Trying to rid you from my bones

1/9/07 02:24 pm

http://www.confederateamericanpride.com/

holey...

12/6/06 08:26 pm

yesterday was characterized by three things:

1. it was cold out side and hot inside. but in a good way. apperentally it only went up to 37º. but I thought it was the right amount of biting to be the right kind of biting cold. (I like my seasons to be recgonizeable - summer to be hot and winter to be cold/summer to have sun that beats down and warms my bones, and winter to have a bite on my ears and nose and cheeks.)

2. i was, and still am, so sore from monday track workout. basically, lunges down the hallway with 15 pound weights. ow for my ass and thighs. it hurts to sit and stand up, which gets awkward when i want to get to my locker. i like muscle soreness (it shows me that i worked my muscles) but i dont know how i am going to hurdle if i cant lift my leg to put on my sock in the morning.

3. my headphones shocked the inside of the ear. a lot. it was odd. is that bad for my ear?

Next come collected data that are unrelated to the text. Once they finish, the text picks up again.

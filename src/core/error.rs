//! Typed failures surfaced by the chat core.
//!
//! Every variant carries a stable kind tag so callers can decide
//! retry-vs-abort without parsing display strings.

use std::path::PathBuf;
use std::time::Duration;

use thiserror::Error;

#[derive(Debug, Error)]
pub enum ChatError {
    #[error("unknown provider: {0}")]
    UnknownProvider(String),

    #[error("unknown session: {0}")]
    UnknownSession(String),

    #[error("authentication failed for {provider}: {message}")]
    Authentication { provider: String, message: String },

    #[error("rate limited by {provider}")]
    RateLimit {
        provider: String,
        retry_after: Option<Duration>,
    },

    #[error("network error talking to {provider}: {message}")]
    Network { provider: String, message: String },

    #[error("unexpected response from {provider}: {message}")]
    ProviderResponse { provider: String, message: String },

    #[error("unsupported file type: {}", path.display())]
    UnsupportedFileType { path: PathBuf },

    #[error("file too large: {} ({size_bytes} bytes, max {max_bytes})", path.display())]
    FileTooLarge {
        path: PathBuf,
        size_bytes: u64,
        max_bytes: u64,
    },

    #[error("too many files in upload: {count} (max {max})")]
    TooManyFiles { count: usize, max: usize },

    #[error("context budget exceeded: need {required} of {budget} available")]
    BudgetExceeded { required: usize, budget: usize },

    #[error("configuration error: {0}")]
    Config(String),

    #[error("I/O error: {0}")]
    Io(#[from] std::io::Error),
}

impl ChatError {
    /// Stable tag identifying the error kind.
    pub fn kind(&self) -> &'static str {
        match self {
            ChatError::UnknownProvider(_) => "unknown-provider",
            ChatError::UnknownSession(_) => "unknown-session",
            ChatError::Authentication { .. } => "authentication",
            ChatError::RateLimit { .. } => "rate-limit",
            ChatError::Network { .. } => "network",
            ChatError::ProviderResponse { .. } => "provider-response",
            ChatError::UnsupportedFileType { .. } => "unsupported-file-type",
            ChatError::FileTooLarge { .. } => "file-too-large",
            ChatError::TooManyFiles { .. } => "too-many-files",
            ChatError::BudgetExceeded { .. } => "budget-exceeded",
            ChatError::Config(_) => "config",
            ChatError::Io(_) => "io",
        }
    }

    /// Whether the orchestrator may retry the operation after backing off.
    pub fn is_transient(&self) -> bool {
        matches!(
            self,
            ChatError::RateLimit { .. } | ChatError::Network { .. }
        )
    }

    /// Suggested delay before the next attempt, when the provider sent one.
    pub fn retry_after(&self) -> Option<Duration> {
        match self {
            ChatError::RateLimit { retry_after, .. } => *retry_after,
            _ => None,
        }
    }
}

pub type ChatResult<T> = Result<T, ChatError>;

#[cfg(test)]
mod tests {
    use super::*;

    #[test]
    fn transient_errors_are_exactly_rate_limit_and_network() {
        let transient = [
            ChatError::RateLimit {
                provider: "ionos".into(),
                retry_after: None,
            },
            ChatError::Network {
                provider: "ionos".into(),
                message: "timed out".into(),
            },
        ];
        for err in &transient {
            assert!(err.is_transient(), "{} should be transient", err.kind());
        }

        let fatal = [
            ChatError::Authentication {
                provider: "ionos".into(),
                message: "bad key".into(),
            },
            ChatError::ProviderResponse {
                provider: "ionos".into(),
                message: "no choices".into(),
            },
            ChatError::UnknownProvider("nope".into()),
        ];
        for err in &fatal {
            assert!(!err.is_transient(), "{} should be fatal", err.kind());
        }
    }

    #[test]
    fn kinds_are_stable() {
        assert_eq!(ChatError::UnknownSession("s".into()).kind(), "unknown-session");
        assert_eq!(
            ChatError::BudgetExceeded {
                required: 10,
                budget: 5
            }
            .kind(),
            "budget-exceeded"
        );
    }
}
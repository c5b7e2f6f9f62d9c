use std::error::Error;

use crate::core::config::Config;

pub fn list_providers(config: &Config) -> Result<(), Box<dyn Error>> {
    if config.providers.is_empty() {
        println!("No providers configured.");
        return Ok(());
    }

    println!("Configured providers:");
    println!();
    for provider in &config.providers {
        let credential_status = if !provider.requires_credential {
            "no credential needed".to_string()
        } else if provider.resolve_credential().is_some() {
            format!("✅ {}", provider.credential_env_name())
        } else {
            format!("❌ {} not set", provider.credential_env_name())
        };
        println!("  • {} ({})", provider.id, provider.display_name);
        if !provider.base_url.is_empty() {
            println!("    URL: {}", provider.base_url);
        }
        println!("    Credential: {credential_status}");
        println!(
            "    Streaming: {}",
            if provider.supports_streaming {
                "yes"
            } else {
                "no"
            }
        );
        println!();
    }

    Ok(())
}
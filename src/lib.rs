//! Parley is a multi-provider chat core for working with remote LLM APIs.
//!
//! The crate is organized around a small set of collaborating layers:
//! - [`core`] owns configuration, conversation state, context assembly, and
//!   the orchestrator that drives a turn from user input to committed reply.
//! - [`providers`] holds one adapter per vendor API family, all speaking the
//!   same request/reply contract and normalizing errors into one taxonomy.
//! - [`ingest`] turns user-supplied files and directories into plain-text
//!   attachments subject to configured size and type limits.
//! - [`cli`] is the thin command-line front end for listing configuration
//!   and running one-shot prompts.
//!
//! Runtime entrypoints live in the binary crate (`src/main.rs`) and route
//! through [`crate::cli::main`], which builds the orchestrator from
//! configuration and dispatches the requested command.

pub mod cli;
pub mod core;
pub mod ingest;
pub mod providers;
pub mod utils;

and also: last night i had a dream about an earthquake. which, in my dream, felt more like being inside a cellphone on vibrate. i was very calm. i think the dream came from being jolted out of sleep, and i only slept two hours, so it was an intense jolt.
does anyone remember that there was an earthquake in queens when we were very little? the story goes that we were at my grandma's and the dishes on the coffee table just started shaking.

11/30/06 08:34 pm

we have apple juice in my house again and it makes me infinately happy.

i turned 16 yesterday, but i didn't really notice. then i woke up this morning and thought dammit, it was my birthday yesterday and i didn't really notice
days go by so quickly and that's okay when i want my day to end, but on days that are supposed to be special, it's sort of a letdown.
but my birthday was as nice as one on a school day could possibly be, i'm pretty sure, so it's all good.

11/26/06 11:55 am - cranberry pie?

my birthday's on wednesday, but i really don't want to be so obnoxous about it this year. that's one more thing i look back on a cringe about. being so self-centered on my birthday. i know it's the day you can be like "it's all about me" but i cringe that i every wanted a day that was "all about me." anyway, this year my birthday snuck up on me. i didn't realize i'm turning 16. like i think i've said before, i feel like i've been 16 all summer. like i felt with 14 going on 15... 14 is just so young and i feel like 15 is also so young. 16 is okay, 17 still looks really really old. i'm gonna be in college when i'm 17. for a couple months. senoir year. anyway, once i'm happy being 16, i turn it. so then i'm happy for a couple months and, oh look, i'm young again.
i feel like i've had so many firsts this year (this 2006 in particular to recently i think) i never need another first for the rest of highschool, but i s'pose a year ago i wouldn't have thought i would do/want a lot of things i have don now. not that they're not good things, or are big things... you get it...?
anyway, thanksgiving was good. like, the week was good, the actual holiday was a bit unexciting. basically because we went to my grandma's house instead of my mom's cousin's house and at my mom's cousin's house, her daughter makes really really really good cranberry pie. that's like the staple of my thanksgiving. not turkey - i don't even really like turkey - but cranberry pie. pecan and pumpkin are good, but sorta like, okay, this is sweet, but unexciting.
i have to read 192 pages of the unbearable lightness of being today and make a thesis. it's not that i don't want to read it, it's very good, just i had other things i had to read on the subway and 192 pages is kinda a lot.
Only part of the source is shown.